Die anhaltende Trockenheit trifft die Schweizer Landwirtschaft hart. In vielen Regionen fallen Ernten geringer aus, Futtererträge sinken und gleichzeitig steigen die Produktionskosten. Die Migros will betroffene Betriebe unterstützen und stellt dafür zwei Millionen Franken zur Verfügung.
Das Geld wird in Absprache mit dem Schweizer Bauernverband (SBV) der Bucher Gossweiler-Stiftung übergeben. Die dem SBV nahestehende Stiftung unterstützt Landwirtschaftsbetriebe, die durch aussergewöhnliche Umstände in finanzielle Schwierigkeiten geraten sind.
Hilfe soll gezielt ankommen
Über die Vergabe der zwei Millionen Franken entscheidet der Stiftungsrat der Bucher Gossweiler-Stiftung. Wie die Gesuchstellung funktioniert und welche Kriterien gelten, will die Stiftung am 31. August 2026 bekannt geben.
Entscheidend sei, dass die Unterstützung dort ankommt, wo die Folgen der Trockenheit besonders schwer wiegen. «Die Schweizer Landwirtschaft ist für die Versorgung unseres Landes zentral», sagt Mario Irminger, Präsident der Generaldirektion des Migros-Genossenschafts-Bundes. Gerade in einer ausserordentlichen Situation wie der aktuellen Trockenheit müsse rasch Verantwortung übernommen werden.

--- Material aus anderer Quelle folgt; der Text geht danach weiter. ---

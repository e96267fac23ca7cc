//! Profile handlers.

use crate::api::extract::{ApiPath, ApiQuery, ValidatedJson};
use crate::db::{Profile, User, query};
use crate::error::{ApiError, ErrorResponse};
use crate::models::{
    CreateProfileRequest, MessageResponse, ProfileListQuery, ProfileUpdate, ProfilesListResponse,
};
use crate::state::AppState;
use axum::Json;
use axum::extract::State;
use axum::http::StatusCode;
use chrono::Utc;
use std::sync::Arc;
use tracing::info;
use uuid::Uuid;

fn profile_not_found(profile_id: Uuid) -> ApiError {
    ApiError::not_found("Profile", profile_id)
}

/// Create a profile owned by an existing user.
///
/// The owner lookup and the insert share one pooled connection.
#[utoipa::path(
    post,
    path = "/users/{user_id}/profiles/",
    params(
        ("user_id" = Uuid, Path, description = "Owning user identifier")
    ),
    request_body = CreateProfileRequest,
    responses(
        (status = 201, description = "Profile created", body = Profile),
        (status = 404, description = "User not found", body = ErrorResponse),
        (status = 422, description = "Invalid payload", body = ErrorResponse)
    ),
    tag = "Profiles"
)]
pub async fn create_profile(
    State(state): State<Arc<AppState>>,
    ApiPath(user_id): ApiPath<Uuid>,
    ValidatedJson(request): ValidatedJson<CreateProfileRequest>,
) -> Result<(StatusCode, Json<Profile>), ApiError> {
    let pool = state.pools.current().await?;
    let values = request.into_values(Uuid::new_v4(), user_id, Utc::now());

    let profile = pool
        .with_connection(move |conn| {
            Box::pin(async move {
                if !query::exists::<User>(conn, user_id).await? {
                    return Ok(None);
                }
                query::insert_returning::<Profile>(conn, values)
                    .await
                    .map(Some)
            })
        })
        .await?
        .ok_or_else(|| ApiError::not_found("User", user_id))?;

    info!(profile_id = %profile.profile_id, %user_id, "Profile created");
    Ok((StatusCode::CREATED, Json(profile)))
}

/// Get a profile by id.
#[utoipa::path(
    get,
    path = "/profiles/{profile_id}",
    params(
        ("profile_id" = Uuid, Path, description = "Profile identifier")
    ),
    responses(
        (status = 200, description = "Profile details", body = Profile),
        (status = 404, description = "Profile not found", body = ErrorResponse)
    ),
    tag = "Profiles"
)]
pub async fn get_profile(
    State(state): State<Arc<AppState>>,
    ApiPath(profile_id): ApiPath<Uuid>,
) -> Result<Json<Profile>, ApiError> {
    let pool = state.pools.current().await?;

    pool.with_connection(move |conn| Box::pin(query::find_by_id::<Profile>(conn, profile_id)))
        .await?
        .map(Json)
        .ok_or_else(|| profile_not_found(profile_id))
}

/// List the most recent profiles.
#[utoipa::path(
    get,
    path = "/profiles/",
    params(
        ("limit" = Option<u32>, Query, description = "Maximum profiles to return (default 10, max 100)")
    ),
    responses(
        (status = 200, description = "Most recent profiles", body = ProfilesListResponse),
        (status = 500, description = "Database failure", body = ErrorResponse)
    ),
    tag = "Profiles"
)]
pub async fn list_profiles(
    State(state): State<Arc<AppState>>,
    ApiQuery(params): ApiQuery<ProfileListQuery>,
) -> Result<Json<ProfilesListResponse>, ApiError> {
    let pool = state.pools.current().await?;
    let limit = params.effective_limit();

    let profiles = pool
        .with_connection(move |conn| Box::pin(query::fetch_page::<Profile>(conn, limit)))
        .await?;

    Ok(Json(ProfilesListResponse {
        count: profiles.len(),
        profiles,
    }))
}

/// Update selected fields of a profile.
#[utoipa::path(
    put,
    path = "/profiles/{profile_id}",
    params(
        ("profile_id" = Uuid, Path, description = "Profile identifier")
    ),
    request_body = ProfileUpdate,
    responses(
        (status = 200, description = "Updated profile", body = Profile),
        (status = 404, description = "Profile not found", body = ErrorResponse),
        (status = 422, description = "Unknown or invalid field", body = ErrorResponse)
    ),
    tag = "Profiles"
)]
pub async fn update_profile(
    State(state): State<Arc<AppState>>,
    ApiPath(profile_id): ApiPath<Uuid>,
    ValidatedJson(update): ValidatedJson<ProfileUpdate>,
) -> Result<Json<Profile>, ApiError> {
    let pool = state.pools.current().await?;
    let fields = update.into_inner();

    let profile = pool
        .with_connection(move |conn| {
            Box::pin(query::update_returning::<Profile>(conn, profile_id, fields))
        })
        .await?
        .ok_or_else(|| profile_not_found(profile_id))?;

    info!(%profile_id, "Profile updated");
    Ok(Json(profile))
}

/// Delete a profile.
#[utoipa::path(
    delete,
    path = "/profiles/{profile_id}",
    params(
        ("profile_id" = Uuid, Path, description = "Profile identifier")
    ),
    responses(
        (status = 200, description = "Profile deleted", body = MessageResponse),
        (status = 404, description = "Profile not found", body = ErrorResponse)
    ),
    tag = "Profiles"
)]
pub async fn delete_profile(
    State(state): State<Arc<AppState>>,
    ApiPath(profile_id): ApiPath<Uuid>,
) -> Result<Json<MessageResponse>, ApiError> {
    let pool = state.pools.current().await?;

    let deleted = pool
        .with_connection(move |conn| {
            Box::pin(query::delete_by_id::<Profile>(conn, profile_id))
        })
        .await?;

    if !deleted {
        return Err(profile_not_found(profile_id));
    }

    info!(%profile_id, "Profile deleted");
    Ok(Json(MessageResponse::new("Profile deleted successfully")))
}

Engagement über den Krisenbeitrag hinaus
Der einmalige Beitrag ist Teil eines längerfristigen Engagements der Migros für die Schweizer Landwirtschaft. Gemeinsam mit Partnern entlang der Wertschöpfungskette arbeitet das Unternehmen daran, die Produktion an künftige Herausforderungen anzupassen. Zudem investiert die Migros in eigene Verarbeitungsbetriebe. Ziel bleibt, auch künftig den grössten Teil der benötigten Rohstoffe von Schweizer Landwirtschaftsbetrieben zu beziehen.

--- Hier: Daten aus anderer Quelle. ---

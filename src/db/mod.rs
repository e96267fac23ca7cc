//! Database module for PostgreSQL connection and operations.

mod error;
mod pool;
pub mod query;
mod schema;
mod scope;

pub use error::DbError;
pub use pool::{DEFAULT_DATABASE_URL, DatabasePool, PoolManager, PoolSettings};
pub use query::{Column, ColumnKind, Entity, FieldMap, SqlValue, Statement};
pub use schema::*;
pub use scope::{ConnectionScope, LeasedConnection};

Die aktuelle Trockenheit unterstreicht nach Ansicht der Migros die Bedeutung einer verlässlichen Zusammenarbeit zwischen Landwirtschaft und Detailhandel. Als grösste Abnehmerin Schweizer Landwirtschaftsprodukte sieht sich die Migros dabei auch in der Verantwortung für die Versorgungssicherheit des Landes.